Religiões, no plural, é a forma como
designamos as construções culturais em torno da experiência religiosa. Conforme
o país, a época e a camada da sociedade que se agrupa ao redor de uma nova
interpretação dessa experiência, surgem as doutrinas e as práticas, os símbolos
e os fenômenos psíquicos correlatos que, apesar de semelhanças ocasionais,
marcam as diferenças entre uma e outra religião.

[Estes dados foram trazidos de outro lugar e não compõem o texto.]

//! Agent orchestrator
//!
//! Drives one user utterance through the provider/tool loop:
//!
//! 1. Compose: system prompt, bounded history, world summary, tool catalogue
//! 2. Invoke the provider once and record its token usage
//! 3. Execute every returned tool call in order, feeding each result back
//! 4. Go again while the provider has calls pending or a call failed,
//!    at most [`MAX_CONTINUATIONS`] times
//!
//! The loop is iterative; the round counter is the only bound on a
//! misbehaving agent.

use std::sync::Arc;

use crate::action::Action;
use crate::cost::{CostSummary, CostTracker, Pricing};
use crate::dispatcher::ToolExecutor;
use crate::history::{ConversationEntry, ConversationHistory};
use crate::provider::{ChatProvider, ChatRequest};
use crate::tools::{self, SYSTEM_PROMPT};

/// Continuation rounds allowed after the first, per user input
pub const MAX_CONTINUATIONS: usize = 5;

/// Frame the raw user text with the current world digest
pub fn frame_user_message(context: &str, text: &str) -> String {
    format!("[Current World State]\n{}\n\n[User says]: {}", context, text)
}

/// Per-session agent: conversation history plus cost accounting
pub struct AgentOrchestrator {
    provider: Arc<dyn ChatProvider>,
    history: ConversationHistory,
    cost: CostTracker,
    max_continuations: usize,
}

impl AgentOrchestrator {
    pub fn new(provider: Arc<dyn ChatProvider>, pricing: Pricing) -> Self {
        Self {
            provider,
            history: ConversationHistory::new(),
            cost: CostTracker::new(pricing),
            max_continuations: MAX_CONTINUATIONS,
        }
    }

    /// Override the continuation cap
    pub fn with_max_continuations(mut self, max: usize) -> Self {
        self.max_continuations = max;
        self
    }

    /// Run one turn and return every action it produced, in order
    pub async fn run_turn(&mut self, text: &str, tools: &mut dyn ToolExecutor) -> Vec<Action> {
        let context = tools.context_summary();
        self.history.push(ConversationEntry::User {
            content: frame_user_message(&context, text),
        });

        let mut actions = Vec::new();
        let mut round = 0;

        loop {
            let request = ChatRequest {
                system: SYSTEM_PROMPT,
                messages: self.history.wire_entries(),
                tools: tools::catalogue(),
            };

            let response = match self.provider.complete(&request).await {
                Ok(response) => response,
                Err(err) => {
                    log::error!("Chat provider error in round {}: {}", round, err);
                    actions.push(Action::error(format!("AI service error: {}", err)));
                    break;
                }
            };

            self.cost.record(response.usage);
            self.history.push(ConversationEntry::Assistant {
                content: response.text.clone(),
                tool_calls: response.tool_calls.clone(),
            });

            let mut had_error = false;
            for call in &response.tool_calls {
                let action = tools.execute(&call.name, &call.arguments).await;
                had_error |= action.is_error();
                self.history.push(ConversationEntry::Tool {
                    tool_call_id: call.id.clone(),
                    content: action.feedback(),
                });
                actions.push(action);
            }

            let pending = response.more_pending && !response.tool_calls.is_empty();
            if !(pending || had_error) {
                break;
            }
            if round >= self.max_continuations {
                log::warn!(
                    "Stopping after {} continuations with work still pending",
                    self.max_continuations
                );
                break;
            }
            round += 1;
        }

        log::info!("Turn produced {} actions in {} rounds", actions.len(), round + 1);
        actions
    }

    /// Forget the conversation; cost totals are kept
    pub fn reset(&mut self) {
        self.history.clear();
    }

    pub fn cost_summary(&self) -> CostSummary {
        self.cost.summary()
    }

    pub fn history(&self) -> &ConversationHistory {
        &self.history
    }
}

#[cfg(test)]
mod tests {
    use super::*;

    #[test]
    fn test_user_framing() {
        assert_eq!(
            frame_user_message("Turn: 1", "a castle"),
            "[Current World State]\nTurn: 1\n\n[User says]: a castle"
        );
    }
}
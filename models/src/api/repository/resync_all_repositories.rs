use serde::{Deserialize, Serialize};

/// One repository named in a bulk resync request.
#[derive(Debug, Clone, Default, Serialize, Deserialize, PartialEq, Eq)]
#[serde(rename_all = "camelCase")]
pub struct RepositoryTarget {
	/// The name of the repository.
	pub name: String,
	/// The namespace the repository is registered in.
	pub namespace: String,
}

/// Request body for `POST /repositories/resync`. Schedules a resync of every
/// named repository, in the order given.
#[derive(Debug, Clone, Default, Serialize, Deserialize, PartialEq, Eq)]
#[serde(rename_all = "camelCase")]
pub struct ResyncAllRepositoriesRequest {
	/// The repositories to resync.
	pub repositories: Vec<RepositoryTarget>,
}

/// Response body for a scheduled bulk resync.
#[derive(Debug, Clone, Default, Serialize, Deserialize, PartialEq)]
#[serde(rename_all = "camelCase")]
pub struct ResyncAllRepositoriesResponse {}

#[cfg(test)]
mod test {
	use serde_test::{assert_tokens, Token};

	use super::{RepositoryTarget, ResyncAllRepositoriesRequest};

	#[test]
	fn assert_request_types() {
		assert_tokens(
			&ResyncAllRepositoriesRequest {
				repositories: vec![RepositoryTarget {
					name: "stable".to_owned(),
					namespace: "team-a".to_owned(),
				}],
			},
			&[
				Token::Struct {
					name: "ResyncAllRepositoriesRequest",
					len: 1,
				},
				Token::Str("repositories"),
				Token::Seq { len: Some(1) },
				Token::Struct {
					name: "RepositoryTarget",
					len: 2,
				},
				Token::Str("name"),
				Token::Str("stable"),
				Token::Str("namespace"),
				Token::Str("team-a"),
				Token::StructEnd,
				Token::SeqEnd,
				Token::StructEnd,
			],
		);
	}
}
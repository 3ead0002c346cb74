mod chart_repository;
mod create_repository;
mod delete_repository;
mod list_repositories;
mod resync_all_repositories;
mod resync_repository;
mod update_repository;
mod validate_repository;

pub use self::{
	chart_repository::*,
	create_repository::*,
	delete_repository::*,
	list_repositories::*,
	resync_all_repositories::*,
	resync_repository::*,
	update_repository::*,
	validate_repository::*,
};
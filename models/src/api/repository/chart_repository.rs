use serde::{Deserialize, Serialize};

/// A registered chart repository, as tracked by the cluster. This is the
/// resource the console lists, edits and deletes.
#[derive(Debug, Clone, Default, Serialize, Deserialize, PartialEq)]
#[serde(rename_all = "camelCase")]
pub struct ChartRepository {
	/// The name of the repository. Unique within its namespace and immutable
	/// once registered.
	pub name: String,
	/// The namespace the repository is registered in.
	pub namespace: String,
	/// The desired state of the repository.
	pub spec: ChartRepositorySpec,
}

/// The desired state of a chart repository.
#[derive(Debug, Clone, Default, Serialize, Deserialize, PartialEq)]
#[serde(rename_all = "camelCase")]
pub struct ChartRepositorySpec {
	/// The URL the repository index is fetched from.
	pub url: String,
	/// The name of the secret holding the authorization header and custom CA
	/// certificate for this repository, if any.
	#[serde(default, skip_serializing_if = "Option::is_none")]
	pub auth_secret: Option<String>,
	/// An optional override of the pod spec used by the periodic sync job
	/// that refreshes the repository index.
	#[serde(default, skip_serializing_if = "Option::is_none")]
	pub sync_job_pod_template: Option<serde_json::Value>,
	/// The names of the registry pull secrets associated with this
	/// repository.
	#[serde(default, skip_serializing_if = "Vec::is_empty")]
	pub registry_secrets: Vec<String>,
}

#[cfg(test)]
mod test {
	use serde_json::json;

	use super::{ChartRepository, ChartRepositorySpec};

	#[test]
	fn assert_repository_types() {
		let repository: ChartRepository = serde_json::from_value(json!({
			"name": "stable",
			"namespace": "team-a",
			"spec": {
				"url": "https://charts.example.com/stable",
				"authSecret": "stable-auth",
				"registrySecrets": ["team-a-pull"],
			},
		}))
		.unwrap();
		assert_eq!(
			repository,
			ChartRepository {
				name: "stable".to_owned(),
				namespace: "team-a".to_owned(),
				spec: ChartRepositorySpec {
					url: "https://charts.example.com/stable".to_owned(),
					auth_secret: Some("stable-auth".to_owned()),
					sync_job_pod_template: None,
					registry_secrets: vec!["team-a-pull".to_owned()],
				},
			}
		);
	}
}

As formas finitas, pessoais ou locais em
que se baseiam as diversas religiões as tornam sem dúvida alguma ímpares, isoladas,
únicas... Ainda assim, um senso mais íntimo – um que deve ser especificamente o
senso religioso – nos causa incômodo em relação a essas mesmas definições e
limites que necessariamente caracterizam a nossa fé, como a dos outros. É este
senso religioso mais profundo que nos faz criticar e combater os limites de
nossa própria doutrina ou comunidade, sempre que eles ponham em risco a
infinitude experimentada no contato direto com a fonte de sentido da religião
em geral.
Religiosos quase sempre se dividem de
forma perceptível entre essa doutrina finita gestada por uma comunidade e uma
cultura específicas, e a doutrina infinita e sem fronteiras que perde a
capacidade e o interesse em diferenciar a minha
das outras fés. E, ao passo que a
manifestação religiosa culturalmente limitada é inevitável, é ao incondicionado que o instinto religioso almeja. A
divisão é uma fatalidade, mas a união, a generalidade, a universalidade da
religião é a meta sem a qual se perde o seu propósito.
Toda a religião singular é tão mais
reprochável, tão menos útil ao progresso geral, quanto mais ela se entender
como algo único, exclusivo e diferenciado; quanto menos ela entender as demais
como irmãs que compartilham a mesma busca.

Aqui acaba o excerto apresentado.